Kicking off with ‘Mississippi Nights’ from 2018’s ‘First Class Life’ there was plenty of Blues well played, but no way that the trio could tap into the earlier band’s energy. That said, the high points were certainly higher than with the youngsters.

Sad to say that the concert’s actual highest point for me was undoubtedly Mike Zito’s lowest point in his life. A few months ago I played a song on the same Harmonie stage in memory of my own father. I remember that I couldn’t actually see the audience because of the stage-lights in my eyes. But, because of that moment, I know just what Mike was seeing and feeling as he looked up to the heavens singing ‘Forever My Love’. The song was written as his wife Laura was dying of Cancer. She never got to hear the final cut. There were tears in Mike’s eyes though this evening, and I felt them. I would guess that even those who didn’t know the provenance of the song would have felt the moment.

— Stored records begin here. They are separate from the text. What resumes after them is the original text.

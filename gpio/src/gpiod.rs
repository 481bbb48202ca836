//! Backend for the Linux GPIO character device (`/dev/gpiochipN`), through the gpiod library.
//!
//! Lines are requested from the kernel when a pin becomes an input or an output, and
//! given back when that handle is dropped.
use crate::{GpioBias, GpioDriveMode, GpioDriver, GpioError, GpioInput, GpioOutput, GpioPin, GpioResult};
use bitvec::vec::BitVec;
use log::debug;
use std::fmt::{Debug, Formatter};
use std::path::Path;
use std::sync::atomic::AtomicU8;

pub struct GpiodDriver {
    chip: gpiod::Chip,
    used_pins: BitVec<AtomicU8>,
}

impl GpiodDriver {
    pub fn new(chip: gpiod::Chip) -> Self {
        let n = chip.num_lines() as usize;
        Self {
            chip,
            used_pins: BitVec::repeat(false, n),
        }
    }

    /// Opens the chip at the given path, e.g. `/dev/gpiochip0`.
    pub fn open(path: &Path) -> GpioResult<Self> {
        let chip = gpiod::Chip::new(path)?;
        debug!("Opened {} ({} lines)", chip.name(), chip.num_lines());
        Ok(Self::new(chip))
    }
}

impl Debug for GpiodDriver {
    fn fmt(&self, f: &mut Formatter<'_>) -> std::fmt::Result {
        write!(f, "GpiodDriver({})", self.chip.name())
    }
}

impl GpioDriver for GpiodDriver {
    fn count(&self) -> GpioResult<usize> {
        Ok(self.chip.num_lines() as usize)
    }

    fn get_pin(&self, index: usize) -> GpioResult<Box<dyn GpioPin + '_>> {
        if index >= self.count()? {
            return Err(GpioError::InvalidArgument);
        }

        if self.used_pins[index] {
            return Err(GpioError::AlreadyInUse);
        }

        self.used_pins.set_aliased(index, true);

        Ok(Box::new(GpiodPin {
            driver: self,
            pin_index: index,
            bias: GpioBias::None,
            drive_mode: GpioDriveMode::PushPull,
        }))
    }
}

impl From<GpioBias> for gpiod::Bias {
    fn from(bias: GpioBias) -> Self {
        match bias {
            GpioBias::None => gpiod::Bias::Disable,
            GpioBias::PullUp => gpiod::Bias::PullUp,
            GpioBias::PullDown => gpiod::Bias::PullDown,
        }
    }
}

impl From<GpioDriveMode> for gpiod::Drive {
    fn from(mode: GpioDriveMode) -> Self {
        match mode {
            GpioDriveMode::PushPull => gpiod::Drive::PushPull,
            GpioDriveMode::OpenDrain => gpiod::Drive::OpenDrain,
            GpioDriveMode::OpenSource => gpiod::Drive::OpenSource,
        }
    }
}

/// A claimed line. The kernel only sees the bias and drive mode once the line is requested.
struct GpiodPin<'a> {
    driver: &'a GpiodDriver,
    pin_index: usize,
    bias: GpioBias,
    drive_mode: GpioDriveMode,
}

impl Debug for GpiodPin<'_> {
    fn fmt(&self, f: &mut Formatter<'_>) -> std::fmt::Result {
        write!(f, "{:?}[{}]", self.driver, self.pin_index)
    }
}

impl GpioPin for GpiodPin<'_> {
    fn as_input(&mut self) -> GpioResult<Box<dyn GpioInput + '_>> {
        let line = self.driver.chip.request_lines(
            gpiod::Options::input([self.pin_index as u32])
                .consumer(env!("CARGO_PKG_NAME"))
                .bias(self.bias.into()),
        )?;
        Ok(Box::new(GpiodInput { pin: self, line }))
    }

    fn as_output(&mut self, initial: bool) -> GpioResult<Box<dyn GpioOutput + '_>> {
        let line = self.driver.chip.request_lines(
            gpiod::Options::output([self.pin_index as u32])
                .values([initial])
                .consumer(env!("CARGO_PKG_NAME"))
                .bias(self.bias.into())
                .drive(self.drive_mode.into()),
        )?;
        Ok(Box::new(GpiodOutput { pin: self, line }))
    }

    fn supports_bias(&self) -> bool {
        true
    }

    fn bias(&self) -> GpioBias {
        self.bias
    }

    fn set_bias(&mut self, bias: GpioBias) -> GpioResult<()> {
        self.bias = bias;
        Ok(())
    }

    fn supports_drive_mode(&self) -> bool {
        true
    }

    fn drive_mode(&self) -> GpioDriveMode {
        self.drive_mode
    }

    fn set_drive_mode(&mut self, mode: GpioDriveMode) -> GpioResult<()> {
        self.drive_mode = mode;
        Ok(())
    }
}

impl Drop for GpiodPin<'_> {
    fn drop(&mut self) {
        self.driver.used_pins.set_aliased(self.pin_index, false);
    }
}

struct GpiodInput<'a> {
    pin: &'a GpiodPin<'a>,
    line: gpiod::Lines<gpiod::Input>,
}

impl Debug for GpiodInput<'_> {
    fn fmt(&self, f: &mut Formatter<'_>) -> std::fmt::Result {
        write!(f, "{:?}[input]", self.pin)
    }
}

impl GpioInput for GpiodInput<'_> {
    fn read(&self) -> GpioResult<bool> {
        let [value] = self.line.get_values([false])?;
        Ok(value)
    }
}

struct GpiodOutput<'a> {
    pin: &'a GpiodPin<'a>,
    line: gpiod::Lines<gpiod::Output>,
}

impl Debug for GpiodOutput<'_> {
    fn fmt(&self, f: &mut Formatter<'_>) -> std::fmt::Result {
        write!(f, "{:?}[output]", self.pin)
    }
}

impl GpioOutput for GpiodOutput<'_> {
    fn write(&self, value: bool) -> GpioResult<()> {
        self.line.set_values([value])?;
        Ok(())
    }
}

The same emotion can be found on ‘Life is Hard’ the title track from Mike’s frighteningly honest disc of last year. Can there be a lyric more serious than “Life is hard – and then you die!”? Well yes, there can be. it’s also on Mike’s ‘Life is Hard’ disc and it’s on a song called ‘Death don’t have no mercy’. It comes from a place you really don’t want to stay in. At any rate, those moments reach a place in your heart that the likes of Mojo Thunder in all their infancy can’t get to yet.
Zito finishes with a couple of powerful numbers in ‘Back Problems’ and a final tour-de-force in ‘Judgement Day’ which leans on another era beyond that of Mojo Thunder, channeling heavily into Led Zeppelin’s ‘Whole Lotta Love‘ and ‘Kashmir’ and offering late chances for Birkit and Johnson to shine. Johnson’s drums take up the challenge, but somehow Birkit still seems subdued. All in all, the highs during Mike Zito’s set were the highest of the evening and you couldn’t get Mike Zito to play a bad set if you forced him at knifepoint – the man has too much class and ability for that to happen. But I was left wishing that his addition to the Rockpalast archive was more explosive and deserving of his rich talents. The good news is that a new Blood Brothers disc with Albert Castiglia is on the way.